You are viewing a plain text version of this content. The canonical link for it is here.
Posted to reviews@mesos.apache.org by Jan Schlicht <ja...@mesosphere.io> on 2019/03/11 15:39:04 UTC

Review Request 70184: Fixed flakiness in 'RetryRpcWithExponentialBackoff'.

-----------------------------------------------------------
This is an automatically generated e-mail. To reply, visit:
https://reviews.apache.org/r/70184/
-----------------------------------------------------------

Review request for mesos and Chun-Hung Hsiao.


Summary (updated)
-----------------

Fixed flakiness in 'RetryRpcWithExponentialBackoff'.


Bugs: MESOS-9594
    https://issues.apache.org/jira/browse/MESOS-9594


Repository: mesos


Description (updated)
-------

Under some circumstances, offers would be filtered, resulting in the
test being stuck while waiting for offers. This has been resolved by
removing all offer filters before waiting for offers.


Diffs (updated)
-----

  src/tests/storage_local_resource_provider_tests.cpp 7945384867f26fa15dc734a235ae509d5d6d350f 


Diff: https://reviews.apache.org/r/70184/diff/1/


Testing (updated)
-------

make check

I could not reproduce the flaky behavior of this test case, hence only assume that this patch resolves the flakiness.


Thanks,

Jan Schlicht


Re: Review Request 70184: Fixed flakiness in 'RetryRpcWithExponentialBackoff'.

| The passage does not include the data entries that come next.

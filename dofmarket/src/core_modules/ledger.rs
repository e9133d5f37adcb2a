// THEORY:
// The ledger is the running bill of the current customer. It is deliberately tiny:
// one integer, two mutations. It reads prices from the shared station table and
// refuses names the table does not know, so an unrecognised pick can never be charged
// at some silent default price.

use std::sync::Arc;

use crate::core_modules::station::StationTable;
use crate::error::PickError;

/// Running total of the current session, in whole currency units.
#[derive(Debug, Clone)]
pub struct SessionLedger {
    stations: Arc<StationTable>,
    total: u32,
}

impl SessionLedger {
    pub fn new(stations: Arc<StationTable>) -> Self {
        Self { stations, total: 0 }
    }

    /// Charges the price of `name` and returns the new total.
    /// Unknown names leave the total untouched.
    pub fn add_fruit(&mut self, name: &str) -> Result<u32, PickError> {
        let price = self
            .stations
            .price_of(name)
            .ok_or_else(|| PickError::UnknownStation(name.to_string()))?;
        self.total = self.total.saturating_add(price);
        Ok(self.total)
    }

    pub fn reset(&mut self) {
        self.total = 0;
    }

    pub fn total(&self) -> u32 {
        self.total
    }
}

Posted by Chun-Hung Hsiao <ch...@apache.org>.

> On March 27, 2019, 5:10 p.m., Chun-Hung Hsiao wrote:
> > src/tests/storage_local_resource_provider_tests.cpp
> > Lines 4926 (patched)
> > <https://reviews.apache.org/r/70184/diff/1/?file=2130933#file2130933line4926>
> >
> >     I'm not sure if this is the most appropriate fix before understanding why the offer was filtered. Can you elaborate more on why this is needed?

Okay I think I now understand what happened here.

It was not because that the offer filter prevented the framework from getting the offer. No filter is set to refuse the newly created volume.

What actually happened was that, after the master received `OPERATION_FINISHED`, it would call `allocator->updateAllocation(...)` and `allocator->recoverResources(...)`:
https://github.com/apache/mesos/blob/cb4c9660eecae59bc2acbeb37ab19214f7b0e19b/src/master/master.cpp#L11962-L11972
Since these steps were done asynchronously, they raced with the clock advanced that triggered the batch allocation after L4926 in this test.
So in the failed run, the batch allocation was done before the resource (i.e., the created volume) was recovered, so the offer allocated to the framework did not have any "new" resource and thus filtered.
This can be reproduced by adding an `os::sleep(Milliseconds(10))` right before `allocator->updateAllocation(...)` above.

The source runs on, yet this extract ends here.